Art I'm Looking At: The Cult of the Machine at the De Young

Charles Sheeler, American Landscape, 1930
Museum of modern Art, New York
The Cult of the Machine, now on view at the De Young Museum in San Francisco, although promoted as a look at Precisionism in general (and it is that), is a veritable Charles Sheeler retrospective. It includes some of his most important works—photographs, paintings, and drawings. It was a pleasure to see in person so many Sheelers I've long admired in reproduction, particularly the paintings he made from some of his well known photographs of Ford's River Rouge plant, and his Upper Deck (1929) and Rolling Power (1939)*.

Installation view:
Shadows cast by Shaker furniture
There is less familiar work here, too—by Sheeler, by other familiar names, and by names new to me. Besides paintings, photographs, and objects of design from the period during which the Precisionist style flourished in the United States (roughly 1915 to 1945), there is a display of Shaker-designed household items that echo in their simplicity the stylized geometries of Precisionism. The venue is also showing the brief 1921 film Sheeler made with Paul Strand, Manhatta, that looks at a day in Manhattan, inspired by Whitman's Leaves of Grass, and a looping clip from Chaplin's Modern Times (1936). The Shaker items are artfully backlit, their shadows projected onto a screen. When viewed from behind, the shadows look like one of Sheeler's cityscapes.
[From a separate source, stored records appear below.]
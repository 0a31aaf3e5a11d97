mod config;
mod delivery;
mod display;
mod import;

use std::path::{Path, PathBuf};

use anyhow::{bail, Context, Result};
use clap::{Parser, Subcommand};
use tracing_subscriber::{layer::SubscriberExt, util::SubscriberInitExt};

use crate::config::AppConfig;
use crate::display::{
    display_check, display_combinations, display_companions, display_draws, display_frequencies,
    display_gaps, display_import_summary, display_trained,
};
use lotofacil_db::db::{count_draws, fetch_all_draws, fetch_first_payload, fetch_last_draws, migrate, open_db};
use lotofacil_db::rusqlite::Connection;
use lotofacil_db::source::SqliteStore;
use lotofacil_engine::companions::find_most_frequent_companions;
use lotofacil_engine::error::degrade;
use lotofacil_engine::frequency::count_number_frequencies;
use lotofacil_engine::gaps::calculate_average_gap;
use lotofacil_engine::heuristic::{predict_next_combinations, seeded_rng};
use lotofacil_engine::report::run_report;
use lotofacil_engine::trained::train_and_predict_combinations;

const EMPTY_DB: &str = "Base vide. Lancez d'abord : lotofacil import";

#[derive(Parser)]
#[command(name = "lotofacil", about = "Statistiques et combinaisons candidates Lotofácil")]
#[command(version)]
struct Cli {
    /// Fichier de configuration TOML (ignoré s'il n'existe pas)
    #[arg(long, default_value = "./lotofacil.toml")]
    config: PathBuf,

    /// Chemin de la base SQLite (prioritaire sur la configuration)
    #[arg(long)]
    db: Option<PathBuf>,

    /// Niveau de log si RUST_LOG n'est pas défini
    #[arg(long)]
    log_level: Option<String>,

    /// Logs au format JSON
    #[arg(long)]
    json_logs: bool,

    #[command(subcommand)]
    command: Command,
}

#[derive(Subcommand)]
enum Command {
    /// Importer des tirages depuis un fichier CSV (séparateur ';') ou JSON
    Import {
        /// Chemin vers le fichier
        #[arg(short, long)]
        file: PathBuf,
    },

    /// Afficher le chemin de la base de données
    DbPath,

    /// Lister les derniers tirages
    List {
        /// Nombre de tirages à afficher
        #[arg(short, long, default_value = "10")]
        last: u32,
    },

    /// Afficher les statistiques (fréquences, écarts, compagnons)
    Stats {
        /// Nombre de numéros affichés dans le tableau des compagnons
        #[arg(short, long, default_value = "15")]
        top: usize,
    },

    /// Générer des combinaisons candidates
    Predict {
        /// Seed pour la reproductibilité
        #[arg(long)]
        seed: Option<u64>,
    },

    /// Produire le rapport JSON complet
    Report {
        /// Seed pour la reproductibilité
        #[arg(long)]
        seed: Option<u64>,

        /// Écrire le rapport dans un fichier plutôt que sur la sortie standard
        #[arg(short, long)]
        output: Option<PathBuf>,

        /// Envoyer le rapport à l'API configurée
        #[arg(long)]
        send: bool,
    },

    /// Vérifier l'accès à la base et le format du premier tirage
    Check,
}

fn init_logging(level: &str, json: bool) {
    let filter = tracing_subscriber::EnvFilter::try_from_default_env()
        .unwrap_or_else(|_| tracing_subscriber::EnvFilter::new(level));

    let registry = tracing_subscriber::registry().with(filter);
    if json {
        registry
            .with(tracing_subscriber::fmt::layer().json().with_writer(std::io::stderr))
            .init();
    } else {
        registry
            .with(tracing_subscriber::fmt::layer().with_writer(std::io::stderr))
            .init();
    }
}

fn main() -> Result<()> {
    let cli = Cli::parse();

    let mut config = AppConfig::load(&cli.config)
        .with_context(|| format!("Chargement de {:?}", cli.config))?;
    if let Some(db) = cli.db {
        config.db_path = db;
    }
    let level = cli.log_level.as_deref().unwrap_or(&config.log_level);
    init_logging(level, cli.json_logs);
    tracing::debug!(db = ?config.db_path, "configuration chargée");

    if let Command::DbPath = cli.command {
        println!("{}", config.db_path.display());
        return Ok(());
    }

    let conn = open_db(&config.db_path)?;
    migrate(&conn)?;

    match cli.command {
        Command::Import { file } => cmd_import(&conn, &file),
        Command::DbPath => Ok(()),
        Command::List { last } => cmd_list(&conn, last),
        Command::Stats { top } => cmd_stats(&conn, &config, top),
        Command::Predict { seed } => cmd_predict(&conn, &config, seed),
        Command::Report { seed, output, send } => cmd_report(&conn, &config, seed, output.as_deref(), send),
        Command::Check => cmd_check(&conn, &config.db_path),
    }
}

fn cmd_import(conn: &Connection, file: &Path) -> Result<()> {
    let result = import::import_file(conn, file)?;
    display_import_summary(&result);
    Ok(())
}

fn cmd_list(conn: &Connection, last: u32) -> Result<()> {
    if count_draws(conn)? == 0 {
        println!("{EMPTY_DB}");
        return Ok(());
    }
    let draws = fetch_last_draws(conn, last)?;
    display_draws(&draws);
    Ok(())
}

fn cmd_stats(conn: &Connection, config: &AppConfig, top: usize) -> Result<()> {
    let draws = fetch_all_draws(conn)?;
    if draws.is_empty() {
        println!("{EMPTY_DB}");
        return Ok(());
    }

    let frequencies = count_number_frequencies(&draws);
    display_frequencies(&frequencies, draws.len());

    let gaps = calculate_average_gap(&draws);
    display_gaps(&gaps);

    let companions = find_most_frequent_companions(&draws, &frequencies, config.analysis.companion_limit)?;
    display_companions(&companions, top);
    Ok(())
}

fn cmd_predict(conn: &Connection, config: &AppConfig, seed: Option<u64>) -> Result<()> {
    let draws = fetch_all_draws(conn)?;
    if draws.is_empty() {
        println!("{EMPTY_DB}");
        return Ok(());
    }

    let settings = config.analysis.settings();
    let frequencies = count_number_frequencies(&draws);
    let companions = degrade(
        "companions",
        find_most_frequent_companions(&draws, &frequencies, settings.companion_limit),
    );
    let gaps = calculate_average_gap(&draws);

    let mut rng = seeded_rng(seed);
    let combinations = predict_next_combinations(
        &frequencies,
        &companions,
        &gaps,
        settings.heuristic_count,
        &mut rng,
    );
    display_combinations("Combinaisons heuristiques", &combinations);

    let trained = train_and_predict_combinations(&draws, &settings.model);
    display_trained(&trained);
    Ok(())
}

fn cmd_report(
    conn: &Connection,
    config: &AppConfig,
    seed: Option<u64>,
    output: Option<&Path>,
    send: bool,
) -> Result<()> {
    let store = SqliteStore::new(conn);
    let response = run_report(&store, &config.analysis.settings(), seed);
    let json = serde_json::to_string_pretty(&response).context("Sérialisation du rapport")?;

    match output {
        Some(path) => {
            std::fs::write(path, &json).with_context(|| format!("Écriture de {:?}", path))?;
            tracing::info!(path = ?path, "rapport écrit");
        }
        None => println!("{json}"),
    }

    let Some(report) = response.report() else {
        bail!("Rapport en échec (statusCode {})", response.status_code);
    };

    if send {
        delivery::deliver(report, &config.api);
    }
    Ok(())
}

fn cmd_check(conn: &Connection, db_path: &Path) -> Result<()> {
    let count = count_draws(conn)?;
    let first = fetch_first_payload(conn)?
        .map(|payload| serde_json::from_str::<serde_json::Value>(&payload))
        .transpose()
        .context("Premier tirage illisible")?;
    display_check(db_path, count, first.as_ref());
    Ok(())
}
Strand is represented by several well-known images such as Wall Street (1915) and The Court (1924). Several of Sheeler's photographs of the Doylestown Quaker meeting house are here, as are painted and drawn versions of views he photographed there, allowing side-by-side comparisons. There are a couple of good Paul Outerbridge photos and work from photographers less familiar, such as Anton Bruehl. His Untitled, a 1929 shot of part of a Cadillac engine is striking. Some of the photographs of my grandfather, Warren R. Laity, would have been right at home here.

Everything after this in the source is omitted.